### [TASK DETAILS]
Filter the records below down to lines containing "PhotoPost".

### [DATA EXTRACT]
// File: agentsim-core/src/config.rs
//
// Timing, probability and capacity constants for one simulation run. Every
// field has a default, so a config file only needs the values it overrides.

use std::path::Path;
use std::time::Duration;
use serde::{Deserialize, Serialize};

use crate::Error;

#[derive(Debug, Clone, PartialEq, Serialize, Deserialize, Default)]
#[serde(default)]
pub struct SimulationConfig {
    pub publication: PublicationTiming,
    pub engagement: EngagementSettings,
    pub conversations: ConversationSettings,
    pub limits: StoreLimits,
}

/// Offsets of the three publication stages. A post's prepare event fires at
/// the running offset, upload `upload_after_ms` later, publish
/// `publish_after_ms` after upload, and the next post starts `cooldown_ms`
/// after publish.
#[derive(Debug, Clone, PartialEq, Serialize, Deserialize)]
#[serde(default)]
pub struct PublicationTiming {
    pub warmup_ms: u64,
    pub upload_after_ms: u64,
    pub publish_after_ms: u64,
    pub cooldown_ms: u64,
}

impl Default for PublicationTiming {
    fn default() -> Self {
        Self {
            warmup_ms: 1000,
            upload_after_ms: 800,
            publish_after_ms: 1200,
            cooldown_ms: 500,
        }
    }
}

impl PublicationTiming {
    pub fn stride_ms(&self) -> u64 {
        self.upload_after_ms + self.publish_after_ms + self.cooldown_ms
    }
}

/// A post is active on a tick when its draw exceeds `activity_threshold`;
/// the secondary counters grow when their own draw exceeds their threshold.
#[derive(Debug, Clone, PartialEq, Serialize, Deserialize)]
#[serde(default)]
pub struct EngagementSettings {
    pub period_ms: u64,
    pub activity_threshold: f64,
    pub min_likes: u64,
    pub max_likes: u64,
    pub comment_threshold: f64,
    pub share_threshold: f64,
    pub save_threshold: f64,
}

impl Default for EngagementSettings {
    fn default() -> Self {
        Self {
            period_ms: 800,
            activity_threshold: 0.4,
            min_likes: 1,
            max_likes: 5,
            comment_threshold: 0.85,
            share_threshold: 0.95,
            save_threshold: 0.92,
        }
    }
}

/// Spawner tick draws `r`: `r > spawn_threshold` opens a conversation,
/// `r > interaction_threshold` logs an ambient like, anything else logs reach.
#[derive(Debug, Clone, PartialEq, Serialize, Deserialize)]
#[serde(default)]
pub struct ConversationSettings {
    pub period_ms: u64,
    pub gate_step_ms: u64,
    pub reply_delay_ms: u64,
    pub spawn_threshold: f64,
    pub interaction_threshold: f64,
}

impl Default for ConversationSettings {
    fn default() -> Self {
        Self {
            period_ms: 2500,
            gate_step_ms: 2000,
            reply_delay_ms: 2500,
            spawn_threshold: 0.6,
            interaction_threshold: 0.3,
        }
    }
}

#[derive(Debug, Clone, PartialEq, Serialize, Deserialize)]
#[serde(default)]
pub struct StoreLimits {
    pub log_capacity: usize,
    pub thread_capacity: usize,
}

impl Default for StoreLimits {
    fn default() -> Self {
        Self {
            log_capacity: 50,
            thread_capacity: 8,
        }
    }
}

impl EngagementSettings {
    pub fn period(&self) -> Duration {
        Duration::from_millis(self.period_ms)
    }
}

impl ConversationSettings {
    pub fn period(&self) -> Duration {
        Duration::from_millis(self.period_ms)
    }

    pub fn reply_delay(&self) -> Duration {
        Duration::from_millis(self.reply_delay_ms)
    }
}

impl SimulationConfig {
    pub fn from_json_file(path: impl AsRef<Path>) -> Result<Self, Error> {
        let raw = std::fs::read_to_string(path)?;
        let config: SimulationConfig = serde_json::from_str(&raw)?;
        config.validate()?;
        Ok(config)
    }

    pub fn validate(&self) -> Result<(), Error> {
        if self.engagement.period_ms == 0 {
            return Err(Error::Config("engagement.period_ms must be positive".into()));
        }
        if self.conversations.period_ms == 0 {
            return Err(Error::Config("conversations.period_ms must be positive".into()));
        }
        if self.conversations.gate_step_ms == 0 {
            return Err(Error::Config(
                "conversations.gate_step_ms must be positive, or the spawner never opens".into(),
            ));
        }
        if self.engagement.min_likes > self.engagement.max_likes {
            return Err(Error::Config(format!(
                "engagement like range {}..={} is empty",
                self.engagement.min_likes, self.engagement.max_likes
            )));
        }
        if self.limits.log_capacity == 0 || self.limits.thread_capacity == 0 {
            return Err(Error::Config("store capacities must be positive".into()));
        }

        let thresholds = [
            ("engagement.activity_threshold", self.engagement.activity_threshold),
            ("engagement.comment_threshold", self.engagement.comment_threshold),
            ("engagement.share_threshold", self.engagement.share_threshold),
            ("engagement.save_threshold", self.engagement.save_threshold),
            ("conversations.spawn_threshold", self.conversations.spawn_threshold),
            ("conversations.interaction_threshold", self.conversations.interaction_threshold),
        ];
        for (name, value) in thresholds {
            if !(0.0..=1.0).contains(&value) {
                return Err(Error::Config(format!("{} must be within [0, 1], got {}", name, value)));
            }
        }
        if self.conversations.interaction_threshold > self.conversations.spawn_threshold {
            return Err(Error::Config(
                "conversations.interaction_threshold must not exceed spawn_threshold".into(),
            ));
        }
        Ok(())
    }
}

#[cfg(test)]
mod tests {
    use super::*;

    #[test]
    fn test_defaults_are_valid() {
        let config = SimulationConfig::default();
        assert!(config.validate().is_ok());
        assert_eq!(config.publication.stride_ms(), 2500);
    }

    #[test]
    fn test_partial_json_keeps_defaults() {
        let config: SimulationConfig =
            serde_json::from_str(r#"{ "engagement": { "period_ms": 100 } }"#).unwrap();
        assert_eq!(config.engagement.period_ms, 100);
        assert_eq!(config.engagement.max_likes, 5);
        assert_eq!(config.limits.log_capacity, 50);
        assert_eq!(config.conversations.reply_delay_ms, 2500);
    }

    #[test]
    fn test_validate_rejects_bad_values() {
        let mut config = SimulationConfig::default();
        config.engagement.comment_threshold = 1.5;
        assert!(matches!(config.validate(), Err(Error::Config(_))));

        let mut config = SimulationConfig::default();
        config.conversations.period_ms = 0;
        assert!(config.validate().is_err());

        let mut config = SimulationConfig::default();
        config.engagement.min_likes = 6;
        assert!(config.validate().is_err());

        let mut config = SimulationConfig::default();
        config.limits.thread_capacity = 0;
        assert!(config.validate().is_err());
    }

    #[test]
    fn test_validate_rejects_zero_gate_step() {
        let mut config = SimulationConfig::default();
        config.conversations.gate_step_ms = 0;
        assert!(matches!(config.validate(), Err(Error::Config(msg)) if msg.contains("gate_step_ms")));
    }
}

* * *

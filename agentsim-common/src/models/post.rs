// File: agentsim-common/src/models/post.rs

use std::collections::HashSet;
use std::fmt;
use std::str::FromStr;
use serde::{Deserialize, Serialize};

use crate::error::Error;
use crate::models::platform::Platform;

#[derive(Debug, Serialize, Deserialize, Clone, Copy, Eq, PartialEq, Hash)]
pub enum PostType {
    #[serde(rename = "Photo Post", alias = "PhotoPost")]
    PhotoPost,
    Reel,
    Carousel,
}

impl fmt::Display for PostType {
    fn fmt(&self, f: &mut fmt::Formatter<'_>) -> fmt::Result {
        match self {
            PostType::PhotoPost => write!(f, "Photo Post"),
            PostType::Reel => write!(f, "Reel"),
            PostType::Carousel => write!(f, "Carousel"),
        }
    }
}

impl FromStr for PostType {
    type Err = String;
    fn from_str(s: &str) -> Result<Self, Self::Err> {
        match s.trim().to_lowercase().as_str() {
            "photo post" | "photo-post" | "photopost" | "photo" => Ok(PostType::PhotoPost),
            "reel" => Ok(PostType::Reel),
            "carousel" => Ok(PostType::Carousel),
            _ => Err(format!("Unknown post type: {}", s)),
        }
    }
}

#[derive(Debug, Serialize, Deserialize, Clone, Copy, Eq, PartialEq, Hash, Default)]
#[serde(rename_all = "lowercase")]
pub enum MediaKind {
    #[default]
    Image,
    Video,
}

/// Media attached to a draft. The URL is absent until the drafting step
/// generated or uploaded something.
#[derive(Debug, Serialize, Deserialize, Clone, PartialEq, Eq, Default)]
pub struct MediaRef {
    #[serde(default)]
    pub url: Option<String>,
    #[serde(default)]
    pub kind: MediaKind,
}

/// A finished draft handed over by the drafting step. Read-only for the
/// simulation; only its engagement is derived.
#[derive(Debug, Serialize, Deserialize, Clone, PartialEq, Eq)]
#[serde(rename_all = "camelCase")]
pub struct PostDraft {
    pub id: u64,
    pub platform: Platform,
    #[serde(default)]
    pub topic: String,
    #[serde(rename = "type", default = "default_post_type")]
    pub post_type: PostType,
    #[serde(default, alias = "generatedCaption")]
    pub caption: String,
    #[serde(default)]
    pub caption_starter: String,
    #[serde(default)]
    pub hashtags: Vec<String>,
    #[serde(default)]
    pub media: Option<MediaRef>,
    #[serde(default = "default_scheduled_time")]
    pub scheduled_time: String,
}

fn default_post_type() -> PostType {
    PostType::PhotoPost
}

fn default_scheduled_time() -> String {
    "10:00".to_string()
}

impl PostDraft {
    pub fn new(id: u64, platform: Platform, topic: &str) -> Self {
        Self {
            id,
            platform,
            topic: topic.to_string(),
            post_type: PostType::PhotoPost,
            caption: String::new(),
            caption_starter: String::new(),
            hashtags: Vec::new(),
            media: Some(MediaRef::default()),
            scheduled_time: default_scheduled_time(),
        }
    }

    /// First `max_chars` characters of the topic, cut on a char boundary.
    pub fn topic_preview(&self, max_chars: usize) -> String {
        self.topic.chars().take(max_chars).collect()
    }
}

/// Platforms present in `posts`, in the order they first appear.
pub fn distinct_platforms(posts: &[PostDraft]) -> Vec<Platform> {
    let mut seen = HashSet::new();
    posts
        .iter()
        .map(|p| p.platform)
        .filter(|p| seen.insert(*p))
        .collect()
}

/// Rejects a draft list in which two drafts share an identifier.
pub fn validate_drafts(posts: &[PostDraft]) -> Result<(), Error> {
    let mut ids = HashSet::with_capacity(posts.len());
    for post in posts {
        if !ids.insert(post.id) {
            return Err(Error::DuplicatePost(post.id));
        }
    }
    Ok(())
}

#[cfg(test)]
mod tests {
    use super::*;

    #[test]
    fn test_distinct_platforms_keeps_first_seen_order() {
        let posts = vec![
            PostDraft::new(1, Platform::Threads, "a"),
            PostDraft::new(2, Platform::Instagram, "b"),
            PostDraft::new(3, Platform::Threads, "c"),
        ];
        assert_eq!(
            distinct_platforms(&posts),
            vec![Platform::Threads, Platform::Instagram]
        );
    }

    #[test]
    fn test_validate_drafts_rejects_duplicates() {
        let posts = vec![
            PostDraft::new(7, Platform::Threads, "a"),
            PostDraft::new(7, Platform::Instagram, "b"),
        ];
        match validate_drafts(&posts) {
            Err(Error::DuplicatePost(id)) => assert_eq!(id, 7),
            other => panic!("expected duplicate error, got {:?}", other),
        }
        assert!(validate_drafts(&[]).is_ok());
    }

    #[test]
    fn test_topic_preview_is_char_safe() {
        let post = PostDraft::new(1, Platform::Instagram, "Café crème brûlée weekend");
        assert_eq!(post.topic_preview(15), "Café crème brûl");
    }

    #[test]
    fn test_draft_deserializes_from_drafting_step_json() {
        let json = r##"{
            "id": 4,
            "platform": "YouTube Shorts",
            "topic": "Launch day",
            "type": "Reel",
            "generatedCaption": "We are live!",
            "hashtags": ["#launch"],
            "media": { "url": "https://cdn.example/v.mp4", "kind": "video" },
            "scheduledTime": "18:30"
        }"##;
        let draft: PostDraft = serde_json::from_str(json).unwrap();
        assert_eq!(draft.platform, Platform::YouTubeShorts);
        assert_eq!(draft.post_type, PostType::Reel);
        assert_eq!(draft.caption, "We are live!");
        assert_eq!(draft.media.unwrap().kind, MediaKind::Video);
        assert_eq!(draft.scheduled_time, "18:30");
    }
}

### [EXERCISE RESULT]
    #[serde(rename = "Photo Post", alias = "PhotoPost")]
    PhotoPost,
            PostType::PhotoPost => write!(f, "Photo Post"),
            "photo post" | "photo-post" | "photopost" | "photo" => Ok(PostType::PhotoPost),
    PostType::PhotoPost
            post_type: PostType::PhotoPost,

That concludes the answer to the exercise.